Le starets Zosime parut, en compagnie d’un novice et d’Aliocha. Les religieux se levèrent, lui firent une profonde révérence, les doigts touchant la terre, reçurent sa bénédiction et lui baisèrent la main. À chacun d’eux, le starets répondit par une révérence pareille, les doigts touchant la terre, leur demandant à son tour leur bénédiction. Cette cérémonie, empreinte d’un grand sérieux et n’ayant rien de l’étiquette banale, respirait une sorte d’émotion. Cependant Mioussov, qui se tenait en avant de ses compagnons, la crut préméditée.

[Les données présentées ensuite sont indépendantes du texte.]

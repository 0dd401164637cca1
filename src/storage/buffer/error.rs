use thiserror::Error;
use crate::common::types::PageId;
use crate::storage::disk::DiskManagerError;

#[derive(Error, Debug)]
pub enum BufferPoolError {
    #[error("Page {0} not found")]
    PageNotFound(PageId),

    #[error("Page {0} is pinned")]
    PagePinned(PageId),

    #[error("Buffer pool is full")]
    BufferPoolFull,

    #[error("Invalid operation: {0}")]
    InvalidOperation(String),

    #[error("IO error: {0}")]
    IoError(#[from] std::io::Error),

    #[error("Disk manager error: {0}")]
    DiskManagerError(#[from] DiskManagerError),
}
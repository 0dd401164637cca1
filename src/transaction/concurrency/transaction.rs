// Represents an active database transaction as seen by the lock manager

use std::collections::HashSet;
use std::fmt;
use std::sync::atomic::{AtomicU8, Ordering};
use parking_lot::{Mutex, MutexGuard};
use thiserror::Error;

use crate::common::types::{Rid, TxnId};

/// Transaction isolation levels
#[derive(Debug, Clone, Copy, PartialEq, Eq)]
pub enum IsolationLevel {
    ReadUncommitted,
    ReadCommitted,
    RepeatableRead,
}

/// Transaction states under strict two-phase locking
#[derive(Debug, Clone, Copy, PartialEq, Eq)]
#[repr(u8)]
pub enum TransactionState {
    Growing = 0,
    Shrinking = 1,
    Committed = 2,
    Aborted = 3,
}

impl TransactionState {
    fn from_u8(raw: u8) -> Self {
        match raw {
            0 => TransactionState::Growing,
            1 => TransactionState::Shrinking,
            2 => TransactionState::Committed,
            _ => TransactionState::Aborted,
        }
    }
}

/// Why the lock manager force-aborted a transaction
#[derive(Debug, Clone, Copy, PartialEq, Eq)]
pub enum AbortReason {
    /// Lock acquired after the transaction started releasing locks
    LockOnShrinking,
    /// Shared lock requested at READ_UNCOMMITTED, which takes no read locks
    SharedOnReadUncommitted,
    /// A different transaction is already upgrading on the same record
    UpgradeConflict,
    /// Wounded by an older transaction while waiting
    Deadlock,
}

impl fmt::Display for AbortReason {
    fn fmt(&self, f: &mut fmt::Formatter<'_>) -> fmt::Result {
        let reason = match self {
            AbortReason::LockOnShrinking => "lock requested in shrinking phase",
            AbortReason::SharedOnReadUncommitted => "shared lock requested at read-uncommitted",
            AbortReason::UpgradeConflict => "another upgrade is already pending",
            AbortReason::Deadlock => "wounded by an older transaction",
        };
        write!(f, "{}", reason)
    }
}

/// Typed failure raised when a lock call aborts its transaction
#[derive(Error, Debug, Clone, Copy, PartialEq, Eq)]
#[error("transaction {txn_id} aborted: {reason}")]
pub struct TransactionAbort {
    pub txn_id: TxnId,
    pub reason: AbortReason,
}

/// Errors that can occur during transaction lifecycle operations
#[derive(Error, Debug)]
pub enum TransactionError {
    #[error("Transaction {0} not found")]
    NotFound(TxnId),

    #[error("Transaction {0} is already committed or aborted")]
    InvalidState(TxnId),

    #[error("Transaction {0} was wounded and has been rolled back")]
    Wounded(TxnId),
}

/// Transaction - represents an active database transaction
///
/// The state word is atomic because the lock manager wounds transactions
/// from other threads; the lock sets are only touched under the lock
/// manager's latch or by the owning thread.
pub struct Transaction {
    /// Transaction ID
    id: TxnId,

    /// Current transaction state
    state: AtomicU8,

    /// Isolation level for this transaction
    isolation_level: IsolationLevel,

    /// Records this transaction holds shared locks on
    shared_lock_set: Mutex<HashSet<Rid>>,

    /// Records this transaction holds exclusive locks on
    exclusive_lock_set: Mutex<HashSet<Rid>>,
}

impl Transaction {
    /// Create a new transaction with the given ID, starting in the growing phase
    pub fn new(id: TxnId, isolation_level: IsolationLevel) -> Self {
        Self {
            id,
            state: AtomicU8::new(TransactionState::Growing as u8),
            isolation_level,
            shared_lock_set: Mutex::new(HashSet::new()),
            exclusive_lock_set: Mutex::new(HashSet::new()),
        }
    }

    /// Get transaction ID
    pub fn id(&self) -> TxnId {
        self.id
    }

    /// Get transaction state
    pub fn state(&self) -> TransactionState {
        TransactionState::from_u8(self.state.load(Ordering::SeqCst))
    }

    /// Set transaction state
    pub fn set_state(&self, state: TransactionState) {
        self.state.store(state as u8, Ordering::SeqCst);
    }

    /// Get transaction isolation level
    pub fn isolation_level(&self) -> IsolationLevel {
        self.isolation_level
    }

    /// Records this transaction holds shared locks on
    pub fn shared_lock_set(&self) -> MutexGuard<'_, HashSet<Rid>> {
        self.shared_lock_set.lock()
    }

    /// Records this transaction holds exclusive locks on
    pub fn exclusive_lock_set(&self) -> MutexGuard<'_, HashSet<Rid>> {
        self.exclusive_lock_set.lock()
    }

    pub fn is_shared_locked(&self, rid: &Rid) -> bool {
        self.shared_lock_set.lock().contains(rid)
    }

    pub fn is_exclusive_locked(&self, rid: &Rid) -> bool {
        self.exclusive_lock_set.lock().contains(rid)
    }
}
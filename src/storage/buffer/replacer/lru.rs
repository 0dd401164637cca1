use linked_hash_map::LinkedHashMap;
use parking_lot::Mutex;
use crate::common::types::FrameId;

/// LRU (Least Recently Used) page replacement policy.
///
/// Tracks the frames that are currently unpinned, in the order they became
/// evictable. The insertion-ordered map gives O(1) membership checks and
/// removal, so `pin` never scans the candidate list.
pub struct LruReplacer {
    frames: Mutex<LinkedHashMap<FrameId, ()>>,
}

impl LruReplacer {
    pub fn new(pool_size: usize) -> Self {
        Self {
            frames: Mutex::new(LinkedHashMap::with_capacity(pool_size)),
        }
    }

    /// Victim selection: remove and return the frame that has been unpinned
    /// the longest, or `None` when every frame is pinned.
    pub fn victim(&self) -> Option<FrameId> {
        let mut frames = self.frames.lock();
        frames.pop_front().map(|(frame_id, ())| frame_id)
    }

    /// A pinned frame is in use and must not be selected as a victim.
    pub fn pin(&self, frame_id: FrameId) {
        self.frames.lock().remove(&frame_id);
    }

    /// Make a frame an eviction candidate. Unpinning a frame that is already
    /// a candidate keeps its original position.
    pub fn unpin(&self, frame_id: FrameId) {
        let mut frames = self.frames.lock();
        if !frames.contains_key(&frame_id) {
            frames.insert(frame_id, ());
        }
    }

    /// Number of frames currently eligible for eviction
    pub fn size(&self) -> usize {
        self.frames.lock().len()
    }
}
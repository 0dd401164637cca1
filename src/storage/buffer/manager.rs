use std::collections::{HashMap, VecDeque};
use std::path::Path;
use std::sync::Arc;
use parking_lot::RwLock;

use crate::common::types::{Frame, FrameId, FramePtr, Page, PageId, PagePtr};
use crate::storage::buffer::error::BufferPoolError;
use crate::storage::buffer::replacer::LruReplacer;
use crate::storage::disk::DiskManager;

const INVALID_PAGE_ID: PageId = 0;

pub struct BufferPoolManager {
    pool_size: usize,
    frames: Vec<FramePtr>,
    page_table: RwLock<HashMap<PageId, FrameId>>,
    free_list: RwLock<VecDeque<FrameId>>,
    replacer: LruReplacer,
    disk_manager: Arc<DiskManager>,
}

impl BufferPoolManager {
    pub fn new(pool_size: usize, db_path: impl AsRef<Path>) -> Result<Self, BufferPoolError> {
        let disk_manager = Arc::new(DiskManager::new(db_path)?);
        let mut frames = Vec::with_capacity(pool_size);
        let mut free_list = VecDeque::with_capacity(pool_size);

        for i in 0..pool_size {
            let frame_id = i as FrameId;
            let frame = Frame::new(frame_id, Arc::new(RwLock::new(Page::new(INVALID_PAGE_ID))));
            frames.push(Arc::new(RwLock::new(frame)));
            free_list.push_back(frame_id);
        }

        Ok(Self {
            pool_size,
            frames,
            page_table: RwLock::new(HashMap::new()),
            free_list: RwLock::new(free_list),
            replacer: LruReplacer::new(pool_size),
            disk_manager,
        })
    }

    pub fn pool_size(&self) -> usize {
        self.pool_size
    }

    /// Fetch a page from the buffer pool or disk
    pub fn fetch_page(&self, page_id: PageId) -> Result<PagePtr, BufferPoolError> {
        if page_id == INVALID_PAGE_ID {
            return Err(BufferPoolError::InvalidOperation("Cannot fetch invalid page ID".to_string()));
        }

        // Check if page is already in the buffer pool
        if let Some(&frame_id) = self.page_table.read().get(&page_id) {
            let frame = &self.frames[frame_id as usize];

            {
                let mut frame_guard = frame.write();
                frame_guard.pin_count += 1;
            }

            // A pinned frame must not be an eviction candidate
            self.replacer.pin(frame_id);

            let frame_guard = frame.read();
            return Ok(frame_guard.page.clone());
        }

        // Page not in buffer pool, need to allocate a frame and read from disk
        let frame_id = self.allocate_frame()?;
        self.flush_frame_if_dirty(frame_id)?;

        // Read the page from disk into a temporary buffer
        let mut new_page = Page::new(page_id);
        self.disk_manager.read_page(page_id, &mut new_page)?;

        {
            let frame = &self.frames[frame_id as usize];
            let mut frame_guard = frame.write();

            {
                let mut page_guard = frame_guard.page.write();
                *page_guard = new_page;
            }

            frame_guard.pin_count = 1;
            frame_guard.is_dirty = false;
        }

        self.page_table.write().insert(page_id, frame_id);
        self.replacer.pin(frame_id);

        let frame_guard = self.frames[frame_id as usize].read();
        Ok(frame_guard.page.clone())
    }

    /// Create a new page
    pub fn new_page(&self) -> Result<(PagePtr, PageId), BufferPoolError> {
        // Allocate a frame before touching disk state, so a full pool fails cleanly
        let frame_id = self.allocate_frame()?;
        self.flush_frame_if_dirty(frame_id)?;

        let page_id = self.disk_manager.allocate_page()?;
        let frame = &self.frames[frame_id as usize];

        {
            let mut frame_guard = frame.write();

            {
                let mut page_guard = frame_guard.page.write();
                *page_guard = Page::new(page_id);
            }

            frame_guard.pin_count = 1;
            frame_guard.is_dirty = true;
        }

        self.page_table.write().insert(page_id, frame_id);
        self.replacer.pin(frame_id);

        let frame_guard = frame.read();
        Ok((frame_guard.page.clone(), page_id))
    }

    /// Unpin a page, potentially marking it as dirty
    pub fn unpin_page(&self, page_id: PageId, is_dirty: bool) -> Result<(), BufferPoolError> {
        if page_id == INVALID_PAGE_ID {
            return Err(BufferPoolError::InvalidOperation("Cannot unpin invalid page ID".to_string()));
        }

        let frame_id = {
            let page_table = self.page_table.read();
            match page_table.get(&page_id) {
                Some(&id) => id,
                None => return Err(BufferPoolError::PageNotFound(page_id)),
            }
        };

        let pin_count = {
            let frame = &self.frames[frame_id as usize];
            let mut frame_guard = frame.write();

            if frame_guard.pin_count > 0 {
                frame_guard.pin_count -= 1;
            }

            if is_dirty {
                frame_guard.is_dirty = true;
            }

            frame_guard.pin_count
        };

        // With the last pin released, the frame becomes an eviction candidate
        if pin_count == 0 {
            self.replacer.unpin(frame_id);
        }

        Ok(())
    }

    /// Flush a specific page to disk
    pub fn flush_page(&self, page_id: PageId) -> Result<(), BufferPoolError> {
        if page_id == INVALID_PAGE_ID {
            return Err(BufferPoolError::InvalidOperation("Cannot flush invalid page ID".to_string()));
        }

        let frame_id = {
            let page_table = self.page_table.read();
            match page_table.get(&page_id) {
                Some(&id) => id,
                None => return Err(BufferPoolError::PageNotFound(page_id)),
            }
        };

        let frame = &self.frames[frame_id as usize];
        let needs_flush;
        let page_copy;

        {
            let frame_guard = frame.read();
            needs_flush = frame_guard.is_dirty;

            if needs_flush {
                page_copy = frame_guard.page.read().clone();
            } else {
                page_copy = Page::new(INVALID_PAGE_ID); // Dummy page, won't be used
            }
        }

        if needs_flush {
            self.disk_manager.write_page(&page_copy)?;

            let mut frame_guard = frame.write();
            frame_guard.is_dirty = false;
        }

        Ok(())
    }

    /// Flush all pages in the buffer pool to disk
    pub fn flush_all_pages(&self) -> Result<(), BufferPoolError> {
        let page_ids: Vec<PageId> = self.page_table.read().keys().copied().collect();

        for page_id in page_ids {
            self.flush_page(page_id)?;
        }

        Ok(())
    }

    /// Delete a page from the buffer pool
    pub fn delete_page(&self, page_id: PageId) -> Result<(), BufferPoolError> {
        if page_id == INVALID_PAGE_ID {
            return Err(BufferPoolError::InvalidOperation("Cannot delete invalid page ID".to_string()));
        }

        let frame_id_opt = {
            let mut page_table = self.page_table.write();
            page_table.remove(&page_id)
        };

        if let Some(frame_id) = frame_id_opt {
            let frame = &self.frames[frame_id as usize];
            let mut frame_guard = frame.write();

            if frame_guard.pin_count > 0 {
                // Reinsert into page table since we can't delete it now.
                // The frame lock is dropped first: the page table is always
                // taken before a frame lock elsewhere.
                drop(frame_guard);
                self.page_table.write().insert(page_id, frame_id);
                return Err(BufferPoolError::PagePinned(page_id));
            }

            {
                let mut page_guard = frame_guard.page.write();
                *page_guard = Page::new(INVALID_PAGE_ID);
            }

            frame_guard.is_dirty = false;
            frame_guard.pin_count = 0;

            drop(frame_guard); // Release lock before modifying free list
            self.replacer.pin(frame_id);
            self.free_list.write().push_back(frame_id);
        }

        // Note: disk metadata is not reclaimed; the page number is simply retired

        Ok(())
    }

    /// Allocate a frame, either from the free list or by page replacement
    fn allocate_frame(&self) -> Result<FrameId, BufferPoolError> {
        // Try to get a frame from the free list first
        if let Some(frame_id) = self.free_list.write().pop_front() {
            return Ok(frame_id);
        }

        // No free frames, evict the least recently used unpinned frame
        if let Some(victim_id) = self.replacer.victim() {
            let frame = &self.frames[victim_id as usize];

            let page_id;
            {
                let frame_guard = frame.read();

                if frame_guard.pin_count > 0 {
                    return Err(BufferPoolError::BufferPoolFull);
                }

                let page_guard = frame_guard.page.read();
                page_id = page_guard.page_id;
            }

            if page_id != INVALID_PAGE_ID {
                self.page_table.write().remove(&page_id);
            }

            return Ok(victim_id);
        }

        // Buffer pool is full (all frames are pinned)
        Err(BufferPoolError::BufferPoolFull)
    }

    /// Write back the victim frame's page if it still carries unflushed changes
    fn flush_frame_if_dirty(&self, frame_id: FrameId) -> Result<(), BufferPoolError> {
        let frame = &self.frames[frame_id as usize];
        let dirty;
        let page_to_write;

        {
            let frame_guard = frame.read();
            dirty = frame_guard.is_dirty;
            if dirty {
                page_to_write = frame_guard.page.read().clone();
            } else {
                page_to_write = Page::new(INVALID_PAGE_ID); // Dummy page, won't be used
            }
        }

        if dirty {
            self.disk_manager.write_page(&page_to_write)?;
            frame.write().is_dirty = false;
        }

        Ok(())
    }
}
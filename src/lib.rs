//! Streambed - miniature hydrology simulation core
//!
//! Grid-based water flow over a deformable sand/sediment bed:
//! - Double-buffered height/velocity fields on a fixed-size grid
//! - Free-surface flow toward neighbor average with slope forcing
//! - Erosion/deposition exchange between moving water and the bed
//! - Sand settling cellular automaton for loose deposited material
//! - Pointer-driven tools (water, dig, sand, plant)
//!
//! This crate is framework-agnostic - it handles simulation only.
//! Rendering, camera, and UI live with the embedding application, which
//! feeds per-frame parameters in and reads the field views back out.

pub mod cell;
pub mod error;
pub mod field;
pub mod hash;
pub mod obstacle;
pub mod sim;
pub mod terrain;
pub mod tool;
pub mod water;

pub use cell::{ObstacleCell, TerrainCell, WaterCell};
pub use error::{SimError, SimResult};
pub use field::Field;
pub use obstacle::ObstacleField;
pub use sim::{Config, RateConstants, Simulation, StepInput};
pub use tool::{
    Brush, BrushAction, PlantAction, PlantMarker, Species, ToolController, ToolKind, ToolState,
};
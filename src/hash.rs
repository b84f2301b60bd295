//! Deterministic per-cell pseudo-randomness.
//!
//! Replaces the shader-style hash with a SplitMix64 finalizer over
//! (cell coordinate, frame). Same inputs always give the same output,
//! which keeps color seeds and settling directions reproducible.

#[inline]
fn mix(mut z: u64) -> u64 {
    z = z.wrapping_add(0x9e3779b97f4a7c15);
    z = (z ^ (z >> 30)).wrapping_mul(0xbf58476d1ce4e5b9);
    z = (z ^ (z >> 27)).wrapping_mul(0x94d049bb133111eb);
    z ^ (z >> 31)
}

/// Uniform value in (0, 1) for a cell at a given frame. Never exactly zero,
/// so it can double as an "assigned" marker for color seeds.
#[inline]
pub fn cell_hash01(x: usize, y: usize, frame: u64) -> f32 {
    let h = mix((x as u64) << 40 ^ (y as u64) << 20 ^ frame);
    // 23 high bits offset to half-steps: every value is exact in f32 and
    // the range is [2^-24, 1 - 2^-24], strictly inside (0, 1)
    ((h >> 41) as f32 + 0.5) / (1u32 << 23) as f32
}

/// Per-cell per-frame coin flip, used to alternate diagonal slide order
/// and avoid directional bias.
#[inline]
pub fn cell_coin(x: usize, y: usize, frame: u64) -> bool {
    mix((x as u64) << 40 ^ (y as u64) << 20 ^ frame) & 1 == 0
}

#[cfg(test)]
mod tests {
    use super::*;

    #[test]
    fn deterministic() {
        assert_eq!(cell_hash01(7, 13, 42), cell_hash01(7, 13, 42));
        assert_eq!(cell_coin(7, 13, 42), cell_coin(7, 13, 42));
    }

    #[test]
    fn in_open_unit_interval() {
        for frame in 0..64 {
            for x in 0..16 {
                for y in 0..16 {
                    let v = cell_hash01(x, y, frame);
                    assert!(v > 0.0 && v < 1.0, "hash {v} outside (0,1)");
                }
            }
        }
    }

    #[test]
    fn varies_across_cells_and_frames() {
        let a = cell_hash01(3, 4, 0);
        let b = cell_hash01(4, 3, 0);
        let c = cell_hash01(3, 4, 1);
        assert_ne!(a, b);
        assert_ne!(a, c);
    }
}
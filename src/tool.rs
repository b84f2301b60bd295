//! Pointer/tool interpretation - turns UI pointer state into the forcing
//! terms the update rules consume.
//!
//! Continuous tools (Water, Dig, Sand) follow an Idle -> Active state
//! machine driven by pointer down/up/leave. Plant is edge-triggered: one
//! obstacle stamp and one vegetation marker per pointer-down, never held.

use glam::Vec2;
use rand::rngs::StdRng;
use rand::{Rng, SeedableRng};

use crate::error::{SimError, SimResult};

#[derive(Clone, Copy, Debug, PartialEq, Eq)]
pub enum ToolKind {
    Water,
    Dig,
    Sand,
    Plant,
}

/// Vegetation species for placed plants. Purely a placement record for
/// the rendering collaborator.
#[derive(Clone, Copy, Debug, PartialEq, Eq)]
pub enum Species {
    Tree,
    Bush,
    Grass,
}

/// A placed plant. The list is append-only for the session.
#[derive(Clone, Copy, Debug, PartialEq)]
pub struct PlantMarker {
    pub uv: Vec2,
    pub species: Species,
}

/// Circular pointer brush in UV space. Flat strength, no falloff.
#[derive(Clone, Copy, Debug)]
pub struct Brush {
    pub center: Vec2,
    pub radius: f32,
    pub strength: f32,
}

/// Which terrain brush a held tool maps to.
#[derive(Clone, Copy, Debug, PartialEq, Eq)]
pub enum BrushAction {
    Dig,
    Sand,
}

/// Per-frame tool forcing sampled by the simulation step.
#[derive(Clone, Copy, Debug)]
pub struct ToolState {
    pub kind: ToolKind,
    pub pointer: Vec2,
    pub active: bool,
    pub radius: f32,
    pub strength: f32,
}

impl ToolState {
    /// Forcing for the water rule, if any.
    pub fn water_brush(&self) -> Option<Brush> {
        if self.active && self.kind == ToolKind::Water {
            Some(Brush {
                center: self.pointer,
                radius: self.radius,
                strength: self.strength,
            })
        } else {
            None
        }
    }

    /// Forcing for the terrain rule, if any.
    pub fn terrain_brush(&self) -> Option<(BrushAction, Brush)> {
        if !self.active {
            return None;
        }
        let action = match self.kind {
            ToolKind::Dig => BrushAction::Dig,
            ToolKind::Sand => BrushAction::Sand,
            _ => return None,
        };
        Some((
            action,
            Brush {
                center: self.pointer,
                radius: self.radius,
                strength: self.strength,
            },
        ))
    }
}

/// A plant placement produced by an edge-triggered Plant pointer-down.
/// The simulation stamps the obstacle field and records the marker.
#[derive(Clone, Copy, Debug)]
pub struct PlantAction {
    pub uv: Vec2,
    pub species: Species,
}

/// Pointer state machine. The embedding UI forwards pointer events here
/// and samples `state()` once per frame before stepping the simulation.
#[derive(Debug)]
pub struct ToolController {
    kind: ToolKind,
    pointer: Vec2,
    active: bool,
    radius: f32,
    strength: f32,
    rng: StdRng,
}

impl ToolController {
    pub fn new(seed: u64) -> Self {
        Self {
            kind: ToolKind::Water,
            pointer: Vec2::ZERO,
            active: false,
            radius: 0.05,
            strength: 5.0,
            rng: StdRng::seed_from_u64(seed),
        }
    }

    pub fn select(&mut self, kind: ToolKind) {
        // Switching tools mid-drag drops the drag
        if self.kind != kind {
            self.active = false;
        }
        self.kind = kind;
    }

    pub fn kind(&self) -> ToolKind {
        self.kind
    }

    pub fn set_brush(&mut self, radius: f32, strength: f32) -> SimResult<()> {
        SimError::check_finite("brush_radius", radius)?;
        SimError::check_finite("brush_strength", strength)?;
        self.radius = radius;
        self.strength = strength;
        Ok(())
    }

    fn check_uv(uv: Vec2) -> SimResult<Vec2> {
        SimError::check_finite("pointer_u", uv.x)?;
        SimError::check_finite("pointer_v", uv.y)?;
        Ok(uv.clamp(Vec2::ZERO, Vec2::ONE))
    }

    /// Pointer-down. Continuous tools go Active; Plant fires exactly once
    /// and stays Idle.
    pub fn pointer_down(&mut self, uv: Vec2) -> SimResult<Option<PlantAction>> {
        let uv = Self::check_uv(uv)?;
        self.pointer = uv;

        if self.kind == ToolKind::Plant {
            let species = match self.rng.gen_range(0..3) {
                0 => Species::Tree,
                1 => Species::Bush,
                _ => Species::Grass,
            };
            log::debug!("plant placed at ({:.3}, {:.3}): {:?}", uv.x, uv.y, species);
            return Ok(Some(PlantAction { uv, species }));
        }

        self.active = true;
        Ok(None)
    }

    pub fn pointer_move(&mut self, uv: Vec2) -> SimResult<()> {
        self.pointer = Self::check_uv(uv)?;
        Ok(())
    }

    /// Pointer-up or pointer-leave both end the drag.
    pub fn pointer_up(&mut self) {
        self.active = false;
    }

    pub fn state(&self) -> ToolState {
        ToolState {
            kind: self.kind,
            pointer: self.pointer,
            active: self.active,
            radius: self.radius,
            strength: self.strength,
        }
    }
}

#[cfg(test)]
mod tests {
    use super::*;

    #[test]
    fn continuous_tool_drag_cycle() {
        let mut tools = ToolController::new(1);
        tools.select(ToolKind::Dig);
        assert!(!tools.state().active);

        let action = tools.pointer_down(Vec2::new(0.5, 0.5)).unwrap();
        assert!(action.is_none());
        assert!(tools.state().active);

        tools.pointer_move(Vec2::new(0.6, 0.5)).unwrap();
        assert_eq!(tools.state().pointer, Vec2::new(0.6, 0.5));

        tools.pointer_up();
        assert!(!tools.state().active);
    }

    #[test]
    fn plant_is_edge_triggered() {
        let mut tools = ToolController::new(1);
        tools.select(ToolKind::Plant);

        let action = tools.pointer_down(Vec2::new(0.25, 0.75)).unwrap();
        assert!(action.is_some());
        // Holding the pointer does not keep firing
        assert!(!tools.state().active);
    }

    #[test]
    fn species_sequence_is_deterministic_per_seed() {
        let draw = |seed| {
            let mut tools = ToolController::new(seed);
            tools.select(ToolKind::Plant);
            (0..8)
                .map(|_| {
                    tools
                        .pointer_down(Vec2::new(0.5, 0.5))
                        .unwrap()
                        .unwrap()
                        .species
                })
                .collect::<Vec<_>>()
        };
        assert_eq!(draw(42), draw(42));
    }

    #[test]
    fn rejects_non_finite_pointer() {
        let mut tools = ToolController::new(1);
        assert!(tools.pointer_down(Vec2::new(f32::NAN, 0.5)).is_err());
        assert!(tools.pointer_move(Vec2::new(0.5, f32::INFINITY)).is_err());
        assert!(!tools.state().active);
    }

    #[test]
    fn water_and_terrain_brushes_are_exclusive() {
        let mut tools = ToolController::new(1);
        tools.select(ToolKind::Water);
        tools.pointer_down(Vec2::new(0.5, 0.5)).unwrap();

        let state = tools.state();
        assert!(state.water_brush().is_some());
        assert!(state.terrain_brush().is_none());

        tools.select(ToolKind::Sand);
        tools.pointer_down(Vec2::new(0.5, 0.5)).unwrap();
        let state = tools.state();
        assert!(state.water_brush().is_none());
        assert!(matches!(
            state.terrain_brush(),
            Some((BrushAction::Sand, _))
        ));
    }
}
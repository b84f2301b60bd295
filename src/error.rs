//! Unified error type for the simulation core.
//!
//! Runtime numeric edge cases (negative heights, overflowing sand) are
//! handled by clamping inside the update rules, never by errors. The only
//! failure paths are invalid grid indices, bad configuration at startup,
//! and non-finite external input rejected at the step boundary.

use thiserror::Error;

pub type SimResult<T> = Result<T, SimError>;

#[derive(Error, Debug)]
pub enum SimError {
    /// Invalid grid index. A programming error - bounded UV inputs can
    /// never produce this in normal operation.
    #[error("grid index ({x}, {y}) out of range for {width}x{width} field")]
    OutOfRange { x: usize, y: usize, width: usize },

    /// Bad configuration at initialization (resolution, plane size).
    #[error("invalid configuration: {0}")]
    InvalidConfiguration(String),

    /// Non-finite scalar fed across the step boundary. NaN propagation
    /// through the grid is unrecoverable, so inputs are rejected up front.
    #[error("non-finite step input: {name} = {value}")]
    InvalidStepInput { name: &'static str, value: f32 },
}

impl SimError {
    /// Check one boundary scalar, rejecting NaN and infinities.
    pub fn check_finite(name: &'static str, value: f32) -> SimResult<()> {
        if value.is_finite() {
            Ok(())
        } else {
            Err(SimError::InvalidStepInput { name, value })
        }
    }
}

Quelles que fussent ses idées, la simple politesse exigeait qu’il s’approchât du starets pour recevoir sa bénédiction, sinon pour lui baiser la main. Il s’y était décidé la veille, mais les révérences et les baisers des moines changèrent sa résolution. Il fit une révérence grave et digne, en homme du monde, et alla s’asseoir. Fiodor Pavlovitch fit la même chose, contrefaisant cette fois-ci Mioussov comme un singe. Le salut d’Ivan Fiodorovitch fut des plus courtois, mais lui aussi tint ses bras le long des hanches. Quant à Kalganov, telle était sa confusion qu’il oublia même de saluer. Le starets laissa retomber sa main prête à les bénir et les invita tous à s’asseoir. Le sang vint aux joues d’Aliocha ; il avait honte ; ses mauvais pressentiments se réalisaient.

Le starets prit place sur un petit divan de cuir – meuble fort ancien – et fit asseoir ses hôtes en face de lui, sur quatre chaises d’acajou, recouvertes d’un cuir fort usé. Les religieux s’installèrent de côté, l’un à la porte, l’autre à la fenêtre. Le séminariste, Aliocha et le novice restèrent debout. La cellule n’était guère vaste et avait l’air fanée. Elle ne contenait que quelques meubles et objets grossiers, pauvres, le strict nécessaire : deux pots de fleurs à la fenêtre ; dans un angle, de nombreuses icônes, dont l’une représentait une Vierge de grandes dimensions, peinte probablement longtemps avant le Raskol1 ; une lampe brûlait devant elle. Non loin, deux autres icônes aux revêtements étincelants, puis deux chérubins sculptés, de petits œufs en porcelaine, un crucifix en ivoire, avec une Mater dolorosa qui l’étreignait, et quelques gravures étrangères, reproductions de grands peintres italiens des siècles passés. Auprès de ces œuvres de prix s’étalaient des lithographies russes à l’usage du peuple, portraits de saints, de martyrs, de prélats, qui se vendent quelques kopeks dans toutes les foires. Mioussov jeta un coup d’œil rapide sur cette imagerie, puis examina le starets. Il se croyait le regard pénétrant, faiblesse excusable, si l’on considère qu’il avait déjà cinquante ans, âge où un homme du monde intelligent et riche se prend davantage au sérieux, parfois même à son insu.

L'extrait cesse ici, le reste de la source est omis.